Former stock exchange of Indonesia

Surabaya Stock Exchange (SSX; Bursa Efek Surabaya, BES) was a stock exchange that officially opened on June 16, 1989, based on the Minister of Finance Decree of Indonesia No. 654/KMK.010/1989 with only thirty-six shareholders.
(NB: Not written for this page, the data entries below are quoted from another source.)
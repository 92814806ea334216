mod actions;
pub mod dashboard;
pub mod detail;
mod feed;
mod generation;
mod upload;

pub use actions::{ActionState, MaterialActions};
pub use dashboard::{DashboardSummary, DashboardView};
pub use feed::{FeedSnapshot, MaterialsFeed};
pub use generation::GenerationPanel;
pub use upload::{UploadPhase, UploadPipeline};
It was established in order to support the Indonesian government in capital markets and economic development in the East Region of Indonesia.

==History==
Surabaya Stock Exchange was originally opened in 1925 during the Dutch colonial era, but it was closed in early 1939 due to the ongoing World War II. On 16 June 1989, the exchange restarted the operation.

On 22 July 1995, the SSX merged with the Indonesian Parallel Stock Exchange (IPSX), leaving only two primary exchanges operating in Indonesia.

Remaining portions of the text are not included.